体力が回復した分、みんな案外頑張ったわ。……いえ、自発的じゃなかったもの、頑張れた、と言うべきなのかしら? 自白剤で自我が殺されたあとは色々弄られて、最期は脳外科手術までされて肉体も殺された。何の意味があるのか知らないけど、生体解剖までしたのよ。……脅しと言えば脅しだけれど、それはおまけみたいだった。使い潰す事になるから今まで出来なかった確認を、使い潰す事が出来るようになったから行っている……という感じだったわ。暗号か専門用語かわからない言葉が飛び交って、大真面目で議論しながら弄くるんだから。見ていて頭がおかしくなりそうだった。

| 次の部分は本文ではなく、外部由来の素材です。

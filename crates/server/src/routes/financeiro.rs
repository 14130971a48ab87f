//! Tuition (mensalidades), payments and the late-fee policy.
//!
//! Charges on unpaid mensalidades are evaluated on every read against the
//! institution's current policy. Paying freezes them.

use axum::{
    Json,
    extract::{Path, Query, State},
    http::StatusCode,
};
use chrono::NaiveDate;
use rusqlite::Connection;

use dsicola_api::db;
use dsicola_api::{
    Capability, ConfiguracaoMultas, CreateMensalidadeRequest, GerarMensalidadesRequest,
    GerarResponse, ListResponse, MensalidadeQuery, MensalidadeResponse, MensalidadeStatus,
    PagarMensalidadeRequest, Role, service,
};
use dsicola_core::finance::{
    Encargos, calcular_encargos, check_cancelamento, check_pagamento, parse_referencia,
    status_efetivo, validate_valor, vencimento_para,
};

use super::auth::AuthUser;
use super::{ano_ativo, ensure_role, hoje, new_id, now_string};
use crate::error::ApiErr;
use crate::rows::{self, MensalidadeRow};
use crate::storage::{Db, sq_execute, sq_query_map, sq_query_opt};

fn load_config(conn: &Connection, inst: &str) -> Result<ConfiguracaoMultas, ApiErr> {
    let cfg = sq_query_opt(conn, db::financeiro::get_config(inst), rows::configuracao)
        .map_err(ApiErr::from_db("load configuracao de multas"))?;
    Ok(cfg.unwrap_or_default())
}

fn load_mensalidade(conn: &Connection, inst: &str, id: &str) -> Result<MensalidadeRow, ApiErr> {
    sq_query_opt(conn, db::financeiro::get(inst, id), rows::mensalidade)
        .map_err(ApiErr::from_db("load mensalidade"))?
        .ok_or_else(|| ApiErr::not_found("mensalidade not found"))
}

/// Evaluate a stored row on `data`. Paid rows keep the charges frozen at
/// payment; cancelled rows carry none.
fn avaliar(m: MensalidadeRow, data: NaiveDate, cfg: &ConfiguracaoMultas) -> MensalidadeResponse {
    let status = status_efetivo(m.status, m.data_vencimento, data, cfg);
    let encargos = match m.status {
        MensalidadeStatus::Pago => {
            let pago_em = m
                .data_pagamento
                .as_deref()
                .and_then(|d| d.get(..10))
                .and_then(|d| NaiveDate::parse_from_str(d, "%Y-%m-%d").ok());
            Encargos {
                dias_atraso: pago_em
                    .map(|d| (d - m.data_vencimento).num_days().max(0))
                    .unwrap_or_default(),
                multa: m.multa,
                juros: m.juros,
            }
        }
        MensalidadeStatus::Cancelado => Encargos::default(),
        _ => calcular_encargos(m.valor, m.data_vencimento, data, cfg),
    };
    MensalidadeResponse {
        id: m.id,
        aluno_id: m.aluno_id,
        aluno_nome: m.aluno_nome,
        referencia: m.referencia,
        valor: m.valor,
        data_vencimento: service::format_date(m.data_vencimento),
        status,
        dias_atraso: encargos.dias_atraso,
        multa: encargos.multa,
        juros: encargos.juros,
        total: encargos.total(m.valor),
        valor_pago: m.valor_pago,
        data_pagamento: m.data_pagamento,
        metodo_pagamento: m.metodo_pagamento,
        created_at: m.created_at,
    }
}

// ---------------------------------------------------------------------------
// Configuração de multas
// ---------------------------------------------------------------------------

/// The institution's policy, or the platform default when none was saved.
pub async fn get_configuracao(
    State(db): State<Db>,
    user: AuthUser,
) -> Result<Json<ConfiguracaoMultas>, ApiErr> {
    if !user.role.allows(Capability::ManageFinance) {
        user.require(Capability::ViewReports)?;
    }
    let inst = user.tenant()?;
    let conn = db.conn();
    Ok(Json(load_config(&conn, inst)?))
}

pub async fn update_configuracao(
    State(db): State<Db>,
    user: AuthUser,
    Json(req): Json<ConfiguracaoMultas>,
) -> Result<Json<ConfiguracaoMultas>, ApiErr> {
    user.require(Capability::ManageFinance)?;
    let inst = user.tenant()?;
    req.validate()?;

    let now = now_string()?;
    let conn = db.conn();
    sq_execute(
        &conn,
        db::financeiro::upsert_config(
            inst,
            req.percentual_multa,
            req.percentual_juros_dia,
            req.dias_tolerancia,
            &now,
        ),
    )
    .map_err(ApiErr::from_db("save configuracao de multas"))?;

    tracing::info!(
        instituicao_id = %inst,
        percentual_multa = req.percentual_multa,
        percentual_juros_dia = req.percentual_juros_dia,
        dias_tolerancia = req.dias_tolerancia,
        "late-fee policy updated"
    );
    Ok(Json(load_config(&conn, inst)?))
}

// ---------------------------------------------------------------------------
// Mensalidades
// ---------------------------------------------------------------------------

pub async fn create_mensalidade(
    State(db): State<Db>,
    user: AuthUser,
    Json(req): Json<CreateMensalidadeRequest>,
) -> Result<(StatusCode, Json<MensalidadeResponse>), ApiErr> {
    user.require(Capability::ManageFinance)?;
    let inst = user.tenant()?;
    let referencia = req.referencia.trim();
    parse_referencia(referencia)?;
    let valor = validate_valor("valor", req.valor)?;
    let vencimento = service::parse_date("data_vencimento", &req.data_vencimento)?;

    let conn = db.conn();
    ensure_role(&conn, inst, &req.aluno_id, Role::Aluno)?;

    let id = new_id();
    let inserted = sq_execute(
        &conn,
        db::financeiro::insert(
            inst,
            &id,
            &req.aluno_id,
            referencia,
            valor,
            &service::format_date(vencimento),
        ),
    )
    .map_err(ApiErr::from_db("insert mensalidade"))?;
    if inserted == 0 {
        return Err(ApiErr::conflict(format!(
            "student already has a mensalidade for {referencia}"
        )));
    }

    let cfg = load_config(&conn, inst)?;
    let created = load_mensalidade(&conn, inst, &id)?;
    Ok((StatusCode::CREATED, Json(avaliar(created, hoje(), &cfg))))
}

/// Students see only their own. The status filter matches the effective
/// status, so `ATRASADO` works even though it is never stored.
pub async fn list_mensalidades(
    State(db): State<Db>,
    user: AuthUser,
    Query(q): Query<MensalidadeQuery>,
) -> Result<Json<ListResponse<MensalidadeResponse>>, ApiErr> {
    let inst = user.tenant()?;
    let aluno_id = if user.is(Role::Aluno) {
        Some(user.user_id.as_str())
    } else {
        user.require(Capability::ManageFinance)?;
        q.aluno_id.as_deref()
    };

    let conn = db.conn();
    let cfg = load_config(&conn, inst)?;
    let stored = sq_query_map(
        &conn,
        db::financeiro::list(inst, aluno_id, q.referencia.as_deref()),
        rows::mensalidade,
    )
    .map_err(ApiErr::from_db("list mensalidades"))?;

    let data = hoje();
    let items = stored
        .into_iter()
        .map(|m| avaliar(m, data, &cfg))
        .filter(|m| q.status.is_none_or(|s| s == m.status))
        .collect::<Vec<_>>();
    Ok(Json(items.into()))
}

/// Create one mensalidade per student actively enrolled in the current
/// year. Students already billed for the referência are skipped.
pub async fn gerar_mensalidades(
    State(db): State<Db>,
    user: AuthUser,
    Json(req): Json<GerarMensalidadesRequest>,
) -> Result<Json<GerarResponse>, ApiErr> {
    user.require(Capability::ManageFinance)?;
    let inst = user.tenant()?;
    let referencia = req.referencia.trim();
    let vencimento = vencimento_para(referencia, req.dia_vencimento)?;
    let valor = validate_valor("valor", req.valor)?;

    let mut conn = db.conn();
    let ano = ano_ativo(&conn, inst)?
        .ok_or_else(|| ApiErr::conflict("no active ano letivo"))?;
    let alunos = sq_query_map(&conn, db::matriculas::alunos_ativos(inst, &ano.id), |row| {
        row.get::<_, String>(0)
    })
    .map_err(ApiErr::from_db("list enrolled students"))?;

    let vencimento = service::format_date(vencimento);
    let tx = conn
        .transaction()
        .map_err(ApiErr::from_db("begin transaction"))?;
    let mut criadas = 0;
    for aluno in &alunos {
        criadas += sq_execute(
            &tx,
            db::financeiro::insert(inst, &new_id(), aluno, referencia, valor, &vencimento),
        )
        .map_err(ApiErr::from_db("insert mensalidade"))?;
    }
    tx.commit().map_err(ApiErr::from_db("commit mensalidades"))?;

    let ignoradas = alunos.len() - criadas;
    tracing::info!(
        instituicao_id = %inst,
        referencia,
        criadas,
        ignoradas,
        "mensalidades generated"
    );
    Ok(Json(GerarResponse { criadas, ignoradas }))
}

pub async fn pagar_mensalidade(
    State(db): State<Db>,
    user: AuthUser,
    Path(id): Path<String>,
    Json(req): Json<PagarMensalidadeRequest>,
) -> Result<Json<MensalidadeResponse>, ApiErr> {
    user.require(Capability::ManageFinance)?;
    let inst = user.tenant()?;
    let valor_pago = validate_valor("valor", req.valor)?;

    let conn = db.conn();
    let cfg = load_config(&conn, inst)?;
    let m = load_mensalidade(&conn, inst, &id)?;
    let data = hoje();
    let encargos = calcular_encargos(m.valor, m.data_vencimento, data, &cfg);
    check_pagamento(
        status_efetivo(m.status, m.data_vencimento, data, &cfg),
        encargos.total(m.valor),
        valor_pago,
    )?;

    let now = now_string()?;
    sq_execute(
        &conn,
        db::financeiro::pagar(
            inst,
            &id,
            &db::financeiro::Pagamento {
                multa: encargos.multa,
                juros: encargos.juros,
                valor_pago,
                data_pagamento: &now,
                metodo_pagamento: req.metodo_pagamento.as_str(),
            },
        ),
    )
    .map_err(ApiErr::from_db("register payment"))?;

    tracing::info!(
        mensalidade_id = %id,
        valor_pago,
        multa = encargos.multa,
        juros = encargos.juros,
        metodo = %req.metodo_pagamento,
        "mensalidade paid"
    );
    let paga = load_mensalidade(&conn, inst, &id)?;
    Ok(Json(avaliar(paga, data, &cfg)))
}

pub async fn cancelar_mensalidade(
    State(db): State<Db>,
    user: AuthUser,
    Path(id): Path<String>,
) -> Result<Json<MensalidadeResponse>, ApiErr> {
    user.require(Capability::ManageFinance)?;
    let inst = user.tenant()?;

    let conn = db.conn();
    let m = load_mensalidade(&conn, inst, &id)?;
    check_cancelamento(m.status)?;
    sq_execute(
        &conn,
        db::financeiro::set_status(inst, &id, MensalidadeStatus::Cancelado.as_str()),
    )
    .map_err(ApiErr::from_db("cancel mensalidade"))?;

    tracing::info!(mensalidade_id = %id, "mensalidade cancelled");
    let cfg = load_config(&conn, inst)?;
    let cancelada = load_mensalidade(&conn, inst, &id)?;
    Ok(Json(avaliar(cancelada, hoje(), &cfg)))
}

極めつけが『最後まで頑張った』仲間のホルマリンが一つずつ増えていくことね。アレを見せられてからは死刑囚と同じよ。毎日毎日お祈りしたわ。
基準は分からなかったけど、誰かが選ばれる。選ばれた人は拷問から自白剤、実験動物からホルマリンまでのフルコース。みんな必死に祈ったわ。自分は選ばれませんように……って。他の誰かが選ばれますように……って。そして、誰かが選ばれてからもまた必死に祈ったわ。死なないで。お願い、死なないで……って。犠牲の羊が生きている内は、次の羊が選ばれることはないもの。待つ恐怖に耐えられなくて、自殺を図る人も現れたわ。でも、彼らの医療技術や設備は大したもので、普通なら助からない所からでも蘇生させるし、治療しちゃうの。だから自殺が成功することは無かったわ。その医療技術を存分に使って、これ以上は無理ってくらい私達を有効活用しようとするんだから、やられる方は堪ったもんじゃないわよね。